**YOUR OBJECTIVE:**
From the records below, give the number of lines that contain the string "PanelOptions", without any other text.

*** Begin section ***

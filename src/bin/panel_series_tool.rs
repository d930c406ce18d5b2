use std::fs;
use std::path::{Path, PathBuf};

use timeseries_panel::api::{
    PanelOptions, frames_from_json_compat_str, frames_to_json_pretty, prepare_series_report,
};
use timeseries_panel::core::{has_time_field, reverse_frames};

const USAGE: &str = "usage: panel_series_tool <prepare|reverse|inspect> --frames <path> [--options <path>] [--output <path>]";

#[derive(Debug, Clone, Copy, PartialEq, Eq)]
enum CommandKind {
    Prepare,
    Reverse,
    Inspect,
}

#[derive(Debug)]
struct CliArgs {
    command: CommandKind,
    frames: PathBuf,
    options: Option<PathBuf>,
    output: Option<PathBuf>,
}

fn main() {
    let _ = timeseries_panel::telemetry::init_default_tracing();
    if let Err(err) = run() {
        eprintln!("error: {err}");
        std::process::exit(1);
    }
}

fn run() -> Result<(), String> {
    let args = parse_args(std::env::args().skip(1))?;
    let frames = frames_from_json_compat_str(&read_file(&args.frames)?)
        .map_err(|err| format!("invalid frames: {err}"))?;

    match args.command {
        CommandKind::Prepare => {
            let options = match &args.options {
                Some(path) => PanelOptions::from_json_str(&read_file(path)?)
                    .map_err(|err| format!("invalid options: {err}"))?,
                None => PanelOptions::default(),
            };
            let report = prepare_series_report(&frames, &options);
            eprintln!(
                "direction={:?} inverted={}",
                report.direction, report.inverted
            );
            emit(args.output.as_deref(), &report.frames)
        }
        CommandKind::Reverse => emit(args.output.as_deref(), &reverse_frames(&frames)),
        CommandKind::Inspect => {
            for (index, frame) in frames.iter().enumerate() {
                println!(
                    "{index}\t{}\tfields={}\tlength={}\ttime_field={}",
                    frame.name.as_deref().unwrap_or("-"),
                    frame.field_count(),
                    frame.length,
                    has_time_field(frame)
                );
            }
            Ok(())
        }
    }
}

fn read_file(path: &Path) -> Result<String, String> {
    fs::read_to_string(path).map_err(|err| format!("failed to read `{}`: {err}", path.display()))
}

fn emit(output: Option<&Path>, frames: &[timeseries_panel::DataFrame]) -> Result<(), String> {
    let payload = frames_to_json_pretty(frames).map_err(|err| err.to_string())?;
    match output {
        Some(path) => fs::write(path, payload)
            .map_err(|err| format!("failed to write `{}`: {err}", path.display())),
        None => {
            println!("{payload}");
            Ok(())
        }
    }
}

fn parse_args(mut args: impl Iterator<Item = String>) -> Result<CliArgs, String> {
    let command = match args.next().as_deref() {
        Some("prepare") => CommandKind::Prepare,
        Some("reverse") => CommandKind::Reverse,
        Some("inspect") => CommandKind::Inspect,
        _ => return Err(USAGE.to_owned()),
    };

    let mut frames = None::<PathBuf>;
    let mut options = None::<PathBuf>;
    let mut output = None::<PathBuf>;

    while let Some(flag) = args.next() {
        match flag.as_str() {
            "--frames" => {
                let value = args
                    .next()
                    .ok_or_else(|| "missing value for --frames".to_owned())?;
                frames = Some(PathBuf::from(value));
            }
            "--options" => {
                let value = args
                    .next()
                    .ok_or_else(|| "missing value for --options".to_owned())?;
                options = Some(PathBuf::from(value));
            }
            "--output" => {
                let value = args
                    .next()
                    .ok_or_else(|| "missing value for --output".to_owned())?;
                output = Some(PathBuf::from(value));
            }
            "--help" | "-h" => return Err(USAGE.to_owned()),
            _ => return Err(format!("unknown argument `{flag}`")),
        }
    }

    let frames = frames.ok_or_else(|| "missing --frames".to_owned())?;
    Ok(CliArgs {
        command,
        frames,
        options,
        output,
    })
}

*** End section ***

**ANSWER:**
3